What the hay?

After running out of hay this spring, we ended up buying one bale at a time from local feed stores. That meant we paid ‘retail’ price and had to take whatever they had left, which Stella didn’t find too tasty. With all the extreme weather ruining crops and land being put into corn (thanks to the ethanol boom) even the feed stores had a hard time keeping decent fodder in stock. So even though we had gotten 30 bales of hay in not too long ago, we figured it was a good idea to ‘be prepared’. We called Farmer Ben to see what he had left. Here’s the hayfield. It’s a mix of mostly orchard grass, a common hay species in the PNW, and some alfalfa, which isn’t so common here. Alfalfa is a legume (in the protein-providing pea family) which grows best in the hot summers of Eastern WA.
Bet you didn’t know Subaru made a hay wagon! These bales were fairly small, so 4 fit inside and we put one on top. Farmer Ben and his crew got a laugh at our ‘operation’, but it was fun driving around the field like real farmers.
Not so long ago, I didn’t really know much about hay, just that hay was livestock food and straw was for bedding. But when you go to the feed store, or call up a hay farmer to buy hay, you need to have a little more knowledge about the various kinds and qualities of hay. At least if you don’t want to sound like a total greenhorn.
Hay is the generic term for a certain group of forage plants that are cut and dried for long term storage. In the PNW you most commonly find orchardgrass as the barebones cheaper local hay. Sometimes you get timothy grass, as that was often recommended by the state agriculture department as a good forage/hay crop to plant with red clover (more on using USDA publications for research in a future post). Our own bitty pasture still has clover and timothy from its previous life as the home field for the bigger ‘stead. Last summer we cut loose hay with a scythe and put it up the old fashioned way.
Then you have grass/alfalfa mix. As we learned recently, it’s available locally, but more often trucked over from east of the mountains. Alfalfa has a higher protein content than grass which is necessary in winter months when there isn’t much growing. It’s also “stemmier” depending on which cutting you get. The roughage helps keep a cow’s digestive system functioning properly and generates more internal heat. A grass/legume mix is good because too much legume can cause problems like bloat in cattle and be too nutrient-dense for some horses. This spring we ran out of good hay and were left with very poor quality grass hay from last summer. We ended up buying straight alfalfa bales from the feed store to custom mix so Stella would get enough protein. (Grain as a supplement feed/treat is also a source of protein and helps get the critter used to dealing with humans.)
And lastly, straight alfalfa. We don’t buy much of it, but it’s nice to have a few bales around for really cold weather.
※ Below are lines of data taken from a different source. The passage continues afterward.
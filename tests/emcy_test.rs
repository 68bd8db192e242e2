// Error set/clear and history ordering (spec.md Section 8, scenario 6).

mod support;

use canopen_rs::emcy::ErrorClass;
use canopen_rs::od::ObjectValue;
use canopen_rs::{Node, NodeId};
use core::convert::TryFrom;
use support::{TestCan, TestTimer};

#[test]
fn three_errors_populate_history_newest_first_and_clearing_one_keeps_history() {
    let mut can = TestCan::new();
    let mut timer = TestTimer::new();
    let node_id = NodeId::try_from(5u8).unwrap();
    let mut node = Node::new(node_id, &mut can, &mut timer, None, 1000);
    node.start(125_000).unwrap();
    can.sent.clear();

    node.raise_error(0xE1, ErrorClass::Generic, [0; 5]).unwrap();
    node.raise_error(0xE2, ErrorClass::Communication, [0; 5]).unwrap();
    node.raise_error(0xE3, ErrorClass::Voltage, [0; 5]).unwrap();
    assert_eq!(can.sent.len(), 3, "each distinct error emits its own EMCY frame");

    assert_eq!(node.read_object(0x1003, 0).unwrap(), ObjectValue::Unsigned32(3));
    assert_eq!(node.read_object(0x1003, 1).unwrap(), ObjectValue::Unsigned32(0xE3));
    assert_eq!(node.read_object(0x1003, 2).unwrap(), ObjectValue::Unsigned32(0xE2));
    assert_eq!(node.read_object(0x1003, 3).unwrap(), ObjectValue::Unsigned32(0xE1));

    can.sent.clear();
    node.clear_error(0xE2, ErrorClass::Communication).unwrap();
    assert!(can.sent.is_empty(), "clearing one error of several leaves the register nonzero");

    // History is untouched by a clear: 0x1003 only resets via an
    // explicit write to sub-index 0.
    assert_eq!(node.read_object(0x1003, 0).unwrap(), ObjectValue::Unsigned32(3));
    assert_eq!(node.read_object(0x1003, 1).unwrap(), ObjectValue::Unsigned32(0xE3));

    can.sent.clear();
    node.clear_error(0xE1, ErrorClass::Generic).unwrap();
    assert!(can.sent.is_empty(), "one error (E3) is still active");

    node.clear_error(0xE3, ErrorClass::Voltage).unwrap();
    assert_eq!(can.sent.len(), 1, "clearing the last active error emits a no-error frame");
    assert_eq!(can.sent[0].payload()[0..3], [0x00, 0x00, 0x00]);
}
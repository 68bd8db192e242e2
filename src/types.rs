use core::convert::TryFrom;

// --- Primitive Types (CiA 301, Section 7.1.2) ---
// These aliases keep Object Dictionary definitions readable and line up
// with the CANopen DS-301 primitive type names.

/// Alias for BOOLEAN.
pub type BOOLEAN = u8;
/// Alias for INTEGER8.
pub type INTEGER8 = i8;
/// Alias for INTEGER16.
pub type INTEGER16 = i16;
/// Alias for INTEGER32.
pub type INTEGER32 = i32;
/// Alias for INTEGER64.
pub type INTEGER64 = i64;
/// Alias for UNSIGNED8.
pub type UNSIGNED8 = u8;
/// Alias for UNSIGNED16.
pub type UNSIGNED16 = u16;
/// Alias for UNSIGNED32.
pub type UNSIGNED32 = u32;
/// Alias for UNSIGNED64.
pub type UNSIGNED64 = u64;
/// Alias for REAL32.
pub type REAL32 = f32;
/// Alias for REAL64.
pub type REAL64 = f64;

/// A CANopen Node ID. Valid range is 1..=127; 0 is reserved for
/// NMT broadcast addressing and is never a node's own identity.
#[derive(Debug, Clone, Copy, PartialEq, Eq, PartialOrd, Ord, Hash)]
pub struct NodeId(pub UNSIGNED8);

/// Error for invalid Node ID creation.
#[derive(Debug, Clone, Copy, PartialEq, Eq)]
pub enum NodeIdError {
    /// Node ID is outside the valid range 1..=127.
    InvalidRange(UNSIGNED8),
}

impl TryFrom<u8> for NodeId {
    type Error = NodeIdError;
    fn try_from(value: u8) -> Result<Self, Self::Error> {
        if (1..=127).contains(&value) {
            Ok(NodeId(value))
        } else {
            Err(NodeIdError::InvalidRange(value))
        }
    }
}

impl From<NodeId> for u8 {
    fn from(id: NodeId) -> Self {
        id.0
    }
}

// --- Protocol Constants (CiA 301 default COB-ID formulas) ---

/// Maximum number of data bytes in a classic CAN frame.
pub const C_CAN_MAX_DATA_LEN: usize = 8;

/// Default NMT command CAN identifier (broadcast, addresses all nodes or one).
pub const C_COBID_NMT: u16 = 0x000;

/// Default SYNC CAN identifier.
pub const C_COBID_SYNC_DEFAULT: u16 = 0x080;

/// Default EMCY CAN identifier base (0x080 + NodeId).
pub const C_COBID_EMCY_BASE: u16 = 0x080;

/// Default TPDO n CAN identifier base: 0x180 + n*0x100 + NodeId.
pub const C_COBID_TPDO_BASE: u16 = 0x180;

/// Default RPDO n CAN identifier base: 0x200 + n*0x100 + NodeId.
pub const C_COBID_RPDO_BASE: u16 = 0x200;

/// Default SDO server request (client -> server) CAN identifier base.
pub const C_COBID_SDO_REQUEST_BASE: u16 = 0x600;

/// Default SDO server response (server -> client) CAN identifier base.
pub const C_COBID_SDO_RESPONSE_BASE: u16 = 0x580;

/// Heartbeat / bootup CAN identifier base.
pub const C_COBID_HEARTBEAT_BASE: u16 = 0x700;

/// Maximum number of mapped objects per PDO (CiA 301, Table 74/75).
pub const C_PDO_MAX_MAPPED_OBJECTS: usize = 8;

/// Maximum number of bits mappable into a single PDO payload (8 bytes).
pub const C_PDO_MAX_MAPPED_BITS: u32 = 64;

/// Store-parameters signature; little-endian bytes spell "save".
pub const C_PARA_STORE_SIGNATURE: UNSIGNED32 = 0x6576_6173;

/// Restore-defaults signature; little-endian bytes spell "load".
pub const C_PARA_RESTORE_SIGNATURE: UNSIGNED32 = 0x6461_6F6C;

/// The COB-ID "invalid" flag (bit 31): the channel is not in use.
pub const COBID_INVALID_FLAG: u32 = 1 << 31;

/// The COB-ID service-specific flag (bit 30): RTR-disallowed for TPDO,
/// dynamic-addressing for SDO, producer-enable for SYNC.
pub const COBID_SERVICE_FLAG: u32 = 1 << 30;

/// The COB-ID 29-bit (extended) frame flag (bit 29).
pub const COBID_EXTENDED_FLAG: u32 = 1 << 29;

/// Mask for the CAN-ID bits (28..0) within a COB-ID object entry.
pub const COBID_CANID_MASK: u32 = 0x1FFF_FFFF;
Once you learn more about what species go into your local hay, then it’s time to learn about “cuttings“. Most hay-producing areas can grow and harvest more than one crop each season. So the earliest batch of grass will hopefully be ready to cut when there is enough dry/warm weather to keep it from being ruined by rain. It can be kind of iffy here in Whatcom county, which is why so many people are using baleage, where the grass is made into giant round bales, covered with plastic and allowed to ferment, kind of like sauerkraut for cows. The tall silos you see on older farms were used for making silage. The fodder is compressed in the silo and ferments there. This way the grass can be harvested and stored quickly in bad weather.
Second cutting hay is generally bulkier, as it has had the benefit of warmer, drier weather, and sometimes irrigation. There may be a bit less nutrients though. This is good cow hay – roughage plus nutrition.
And in a good season a third cutting is harvested. There is usually a lot less of it, maybe 25% of what you get in a first or second cutting, but it is very nutrient-dense in comparison since the plants are tired of being cut down and working hard to complete their lifecycle (i.e. flower and go to seed) before winter, just like lawn grass. This makes good horse hay, and a nice cow hay if you want to boost the nutrition a bit.
It’s really fun to have all these options for custom blending Stella’s food. And learning about hay is the first step to knowing where much of our own food comes from. Hay is more than scratchy, allergy-aggravating dried grass; it’s a magical transformation of sunlight (via chlorophyll) into meat, milk and manure.